━━━━━ INFORMATION SUPPLIED

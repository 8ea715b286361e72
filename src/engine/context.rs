//! Engine context passed to every command handler.
//!
//! Quill deliberately has no process-wide singletons: every component that a
//! handler may touch (variable store, stack, queue, chat session, LLM
//! client, output sink) travels in one explicit context object, so
//! concurrent test sessions stay isolated.

use std::sync::{Arc, Mutex};

use crate::engine::stack::{ConditionalQueue, ExecutionStack};
use crate::engine::vars::VariableStore;
use crate::llm::LlmClient;
use crate::session::ChatSession;

/// Transport-agnostic output event emitted during command execution.
#[derive(Debug, Clone, PartialEq, Eq)]
pub enum OutputEvent {
    /// Informational message (success, status, command output).
    Info(String),
    /// Error message. Never suppressed by silent boundaries.
    Error(String),
    /// Incremental chunk of a streaming reply.
    Chunk(String),
}

/// Sink consuming output events.
///
/// The console front end prints to the terminal; tests capture into memory.
pub trait OutputSink: Send {
    /// Consumes one event.
    fn emit(&mut self, event: OutputEvent);
}

/// Sink that writes to stdout/stderr.
#[derive(Debug, Default)]
pub struct StdoutSink;

impl OutputSink for StdoutSink {
    fn emit(&mut self, event: OutputEvent) {
        use std::io::Write;
        match event {
            OutputEvent::Info(msg) => println!("{msg}"),
            OutputEvent::Error(msg) => eprintln!("{msg}"),
            OutputEvent::Chunk(chunk) => {
                print!("{chunk}");
                let _ = std::io::stdout().flush();
            }
        }
    }
}

/// Sink that records events in memory for inspection.
#[derive(Debug, Clone, Default)]
pub struct CaptureSink {
    events: Arc<Mutex<Vec<OutputEvent>>>,
}

impl CaptureSink {
    /// Creates an empty capture sink.
    pub fn new() -> Self {
        Self::default()
    }

    /// Returns a handle sharing this sink's event buffer.
    pub fn handle(&self) -> Self {
        self.clone()
    }

    /// Returns a snapshot of every recorded event.
    pub fn events(&self) -> Vec<OutputEvent> {
        self.events.lock().map(|e| e.clone()).unwrap_or_default()
    }

    /// Concatenates recorded Info and Chunk text.
    pub fn text(&self) -> String {
        self.events()
            .into_iter()
            .filter_map(|e| match e {
                OutputEvent::Info(s) => Some(s + "\n"),
                OutputEvent::Chunk(s) => Some(s),
                OutputEvent::Error(_) => None,
            })
            .collect()
    }

    /// Returns recorded error messages.
    pub fn errors(&self) -> Vec<String> {
        self.events()
            .into_iter()
            .filter_map(|e| match e {
                OutputEvent::Error(s) => Some(s),
                _ => None,
            })
            .collect()
    }
}

impl OutputSink for CaptureSink {
    fn emit(&mut self, event: OutputEvent) {
        if let Ok(mut events) = self.events.lock() {
            events.push(event);
        }
    }
}

/// Shared state handed to every handler during dispatch.
pub struct EngineContext {
    /// Session-wide variable store.
    pub vars: VariableStore,
    /// Pending commands and boundary markers.
    pub stack: ExecutionStack,
    /// Commands staged by a true `if`.
    pub queue: ConditionalQueue,
    /// Chat history and positional projection owner.
    pub session: ChatSession,
    /// Backend used by the `send` command.
    pub llm: Arc<dyn LlmClient>,
    /// Set by `exit`; the front end stops reading input.
    pub exit_requested: bool,
    output: Box<dyn OutputSink>,
    silent_depth: usize,
}

impl EngineContext {
    /// Creates a context around the given backend and output sink.
    pub fn new(llm: Arc<dyn LlmClient>, output: Box<dyn OutputSink>) -> Self {
        let mut ctx = Self {
            vars: VariableStore::new(),
            stack: ExecutionStack::new(),
            queue: ConditionalQueue::new(),
            session: ChatSession::new(),
            llm,
            exit_requested: false,
            output,
            silent_depth: 0,
        };
        ctx.session.project_into(&mut ctx.vars);
        ctx
    }

    /// Emits an informational message unless a silent boundary is open.
    pub fn emit_info(&mut self, msg: impl Into<String>) {
        if self.silent_depth == 0 {
            self.output.emit(OutputEvent::Info(msg.into()));
        }
    }

    /// Emits a streaming chunk unless a silent boundary is open.
    pub fn emit_chunk(&mut self, chunk: impl Into<String>) {
        if self.silent_depth == 0 {
            self.output.emit(OutputEvent::Chunk(chunk.into()));
        }
    }

    /// Emits an error message. Errors stay visible inside silent regions.
    pub fn emit_error(&mut self, msg: impl Into<String>) {
        self.output.emit(OutputEvent::Error(msg.into()));
    }

    /// Opens one level of output suppression.
    pub fn begin_silent(&mut self) {
        self.silent_depth += 1;
    }

    /// Closes one level of output suppression.
    pub fn end_silent(&mut self) {
        self.silent_depth = self.silent_depth.saturating_sub(1);
    }

    /// Returns true while a silent boundary is open.
    pub fn is_silent(&self) -> bool {
        self.silent_depth > 0
    }

    /// Resets the session: history, variables, and pending work.
    pub fn reset_session(&mut self) {
        self.session.clear();
        self.vars.reset();
        self.stack.clear();
        self.queue.clear();
        self.session.project_into(&mut self.vars);
    }
}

━━━━━━━━━━

Take every line from the listing above that includes the word "lock" and copy it.

        self.events.lock().map(|e| e.clone()).unwrap_or_default()
        if let Ok(mut events) = self.events.lock() {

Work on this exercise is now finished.